Atkin N B, Brito-Babapulle V
Cancer Genet Cytogenet. 1985 Dec;18(4):325-31. doi: 10.1016/0165-4608(85)90154-2.
Evidence for a relationship between chromosome #1 heterochromatin polymorphisms and cancer has been reviewed. Eighty-four of 135 (62%) patients with epithelial malignancies were heteromorphic for C-band size compared with 38 of 107 (36%) controls (significant at the 0.1% level). However, only 33 of 67 (49%) patients with nonepithelial malignancies were heteromorphic (not significantly different from controls). Similarly, the incidence of partial inversions of the C-band region in one or both homologs was significantly greater than controls [28 of 107 (26%)] for patients with epithelial [66 of 135 (49%)] but not nonepithelial [25 of 67 (37%)] malignancies. However, when the presence of either or both size heteromorphism and inversions were assessed, the incidence was significantly higher in patients with nonepithelial [46 of 67 (69%), including 11 of 11 patients with leukemia or myeloproliferative disorders] as well as epithelial [112 of 135 (83%)] malignancies compared with controls [52 of 107 (49%)]. Forty-seven of the patients did not differ significantly from controls with respect to the incidence of chromosome #1 heteromorphism as revealed by the Giemsa-11 technique. However, 26 patients assessed for their chromosome #1 lateral asymmetry pattern differed significantly from controls, having a higher incidence of compound asymmetry with a large proximal and small distal block and a lower incidence of simple asymmetry.

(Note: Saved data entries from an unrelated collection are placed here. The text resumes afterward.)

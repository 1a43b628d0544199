use std::env;
use std::fs;
use std::path::{Path, PathBuf};
use tracing_appender::non_blocking::{self, WorkerGuard};
use tracing_subscriber::EnvFilter;
use tracing_subscriber::fmt::writer::{BoxMakeWriter, MakeWriterExt};

// stderr also carries the user-facing error reports.
const DEFAULT_LOG_FILTER: &str = "error";
const DEFAULT_LOG_FILE_PATH: &str = "logs/chatgpt.log";
const FALLBACK_LOG_FILE_NAME: &str = "chatgpt.log";

type InitResult = Result<(), Box<dyn std::error::Error + Send + Sync + 'static>>;

#[derive(Clone, Copy, Debug, PartialEq, Eq)]
enum LogFormat {
    Pretty,
    Json,
}

#[derive(Clone, Copy, Debug, PartialEq, Eq)]
enum LogOutput {
    Stderr,
    File,
    Both,
}

#[derive(Clone, Debug, PartialEq, Eq)]
struct LogSettings {
    format: LogFormat,
    output: LogOutput,
    file_path: PathBuf,
}

impl LogSettings {
    fn from_env_with(mut get_var: impl FnMut(&str) -> Option<String>) -> Self {
        Self {
            format: parse_log_format(get_var("LOG_FORMAT").as_deref()),
            output: parse_log_output(get_var("LOG_OUTPUT").as_deref()),
            file_path: parse_log_file_path(get_var("LOG_FILE_PATH").as_deref()),
        }
    }
}

fn normalized(raw: Option<&str>) -> Option<String> {
    raw.map(|value| value.trim().to_ascii_lowercase())
}

fn parse_log_format(raw: Option<&str>) -> LogFormat {
    match normalized(raw).as_deref() {
        Some("json") => LogFormat::Json,
        _ => LogFormat::Pretty,
    }
}

fn parse_log_output(raw: Option<&str>) -> LogOutput {
    match normalized(raw).as_deref() {
        Some("file") => LogOutput::File,
        Some("both") => LogOutput::Both,
        _ => LogOutput::Stderr,
    }
}

fn parse_log_file_path(raw: Option<&str>) -> PathBuf {
    raw.map(str::trim)
        .filter(|value| !value.is_empty())
        .map(PathBuf::from)
        .unwrap_or_else(|| PathBuf::from(DEFAULT_LOG_FILE_PATH))
}

fn build_file_writer(path: &Path) -> std::io::Result<(non_blocking::NonBlocking, WorkerGuard)> {
    let dir = path
        .parent()
        .filter(|parent| !parent.as_os_str().is_empty())
        .unwrap_or_else(|| Path::new("."));
    let file_name = path
        .file_name()
        .unwrap_or_else(|| std::ffi::OsStr::new(FALLBACK_LOG_FILE_NAME));

    fs::create_dir_all(dir)?;
    let appender = tracing_appender::rolling::daily(dir, file_name);
    Ok(tracing_appender::non_blocking(appender))
}

fn env_filter_from_env() -> EnvFilter {
    EnvFilter::try_from_default_env().unwrap_or_else(|_| EnvFilter::new(DEFAULT_LOG_FILTER))
}

fn install(format: LogFormat, writer: BoxMakeWriter) -> InitResult {
    let builder = tracing_subscriber::fmt()
        .with_env_filter(env_filter_from_env())
        .with_writer(writer);

    match format {
        LogFormat::Pretty => builder.try_init(),
        LogFormat::Json => builder.json().try_init(),
    }
}

fn install_with_file(settings: &LogSettings) -> (InitResult, Option<WorkerGuard>) {
    let include_stderr = settings.output == LogOutput::Both;

    match build_file_writer(&settings.file_path) {
        Ok((file_writer, guard)) => {
            let writer = if include_stderr {
                BoxMakeWriter::new(std::io::stderr.and(file_writer))
            } else {
                BoxMakeWriter::new(file_writer)
            };

            let result = install(settings.format, writer);
            let guard = result.is_ok().then_some(guard);
            (result, guard)
        }
        Err(err) => {
            let (mode, fallback) = if include_stderr {
                ("both", "using stderr only")
            } else {
                ("file", "using stderr instead")
            };
            eprintln!(
                "chatgpt: failed to initialize LOG_OUTPUT={} at '{}': {}; {}",
                mode,
                settings.file_path.display(),
                err,
                fallback
            );
            (
                install(settings.format, BoxMakeWriter::new(std::io::stderr)),
                None,
            )
        }
    }
}

/// Installs the global subscriber from `LOG_FORMAT`, `LOG_OUTPUT`,
/// `LOG_FILE_PATH` and `RUST_LOG`. Logs never touch stdout, which carries
/// replies.
///
/// File output is written by a background worker; keep the returned guard
/// alive until the program is done so buffered lines get flushed.
#[must_use = "dropping the guard stops the file log writer"]
pub fn init() -> Option<WorkerGuard> {
    let settings = LogSettings::from_env_with(|key| env::var(key).ok());

    let (result, guard) = match settings.output {
        LogOutput::Stderr => (
            install(settings.format, BoxMakeWriter::new(std::io::stderr)),
            None,
        ),
        LogOutput::File | LogOutput::Both => install_with_file(&settings),
    };

    // A subscriber may already be installed; keep it.
    let _ = result;
    guard
}

#[cfg(test)]
mod tests {
    use std::collections::HashMap;
    use std::path::PathBuf;

    use super::{
        DEFAULT_LOG_FILE_PATH, LogFormat, LogOutput, LogSettings, parse_log_file_path,
        parse_log_format, parse_log_output,
    };

    fn settings_from_pairs(pairs: &[(&str, &str)]) -> LogSettings {
        let vars: HashMap<String, String> = pairs
            .iter()
            .map(|(key, value)| ((*key).to_string(), (*value).to_string()))
            .collect();
        LogSettings::from_env_with(|key| vars.get(key).cloned())
    }

    #[test]
    fn settings_default_to_pretty_stderr() {
        assert_eq!(
            settings_from_pairs(&[]),
            LogSettings {
                format: LogFormat::Pretty,
                output: LogOutput::Stderr,
                file_path: PathBuf::from(DEFAULT_LOG_FILE_PATH),
            }
        );
    }

    #[test]
    fn settings_read_configured_values() {
        let settings = settings_from_pairs(&[
            ("LOG_FORMAT", "json"),
            ("LOG_OUTPUT", "both"),
            ("LOG_FILE_PATH", "/tmp/chat/session.log"),
        ]);
        assert_eq!(settings.format, LogFormat::Json);
        assert_eq!(settings.output, LogOutput::Both);
        assert_eq!(settings.file_path, PathBuf::from("/tmp/chat/session.log"));
    }

    #[test]
    fn parse_log_format_accepts_json_in_any_case() {
        assert_eq!(parse_log_format(Some(" JSON ")), LogFormat::Json);
        assert_eq!(parse_log_format(Some("unknown")), LogFormat::Pretty);
        assert_eq!(parse_log_format(None), LogFormat::Pretty);
    }

    #[test]
    fn parse_log_output_accepts_file_and_both() {
        assert_eq!(parse_log_output(Some("file")), LogOutput::File);
        assert_eq!(parse_log_output(Some(" BOTH ")), LogOutput::Both);
        assert_eq!(parse_log_output(Some("stdout")), LogOutput::Stderr);
        assert_eq!(parse_log_output(None), LogOutput::Stderr);
    }

    #[test]
    fn parse_log_file_path_uses_default_for_missing_or_empty_values() {
        assert_eq!(
            parse_log_file_path(None),
            PathBuf::from(DEFAULT_LOG_FILE_PATH)
        );
        assert_eq!(
            parse_log_file_path(Some("  ")),
            PathBuf::from(DEFAULT_LOG_FILE_PATH)
        );
        assert_eq!(
            parse_log_file_path(Some("custom/chatgpt.log")),
            PathBuf::from("custom/chatgpt.log")
        );
    }
}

关于1号染色体异染色质多态性与癌症之间关系的证据已被综述。135例上皮性恶性肿瘤患者中有84例(62%)C带大小呈异态,而107例对照中有38例(36%)(在0.1%水平上具有显著性差异)。然而,67例非上皮性恶性肿瘤患者中只有33例(49%)呈异态(与对照无显著差异)。同样,上皮性恶性肿瘤患者[135例中有66例(49%)]中一条或两条同源染色体C带区域部分倒位的发生率显著高于对照[107例中有28例(26%)],而非上皮性恶性肿瘤患者[67例中有25例(37%)]则不然。然而,当评估大小异态和倒位中任一项或两项的存在情况时,非上皮性恶性肿瘤患者[67例中有46例(69%),包括11例白血病或骨髓增殖性疾病患者中的11例]以及上皮性恶性肿瘤患者[135例中有112例(83%)]的发生率显著高于对照[107例中有52例(49%)]。47例患者在吉姆萨-11技术显示的1号染色体异态发生率方面与对照无显著差异。然而,26例接受1号染色体侧向不对称模式评估的患者与对照有显著差异,复合不对称(近端大、远端小的块)发生率较高,简单不对称发生率较低。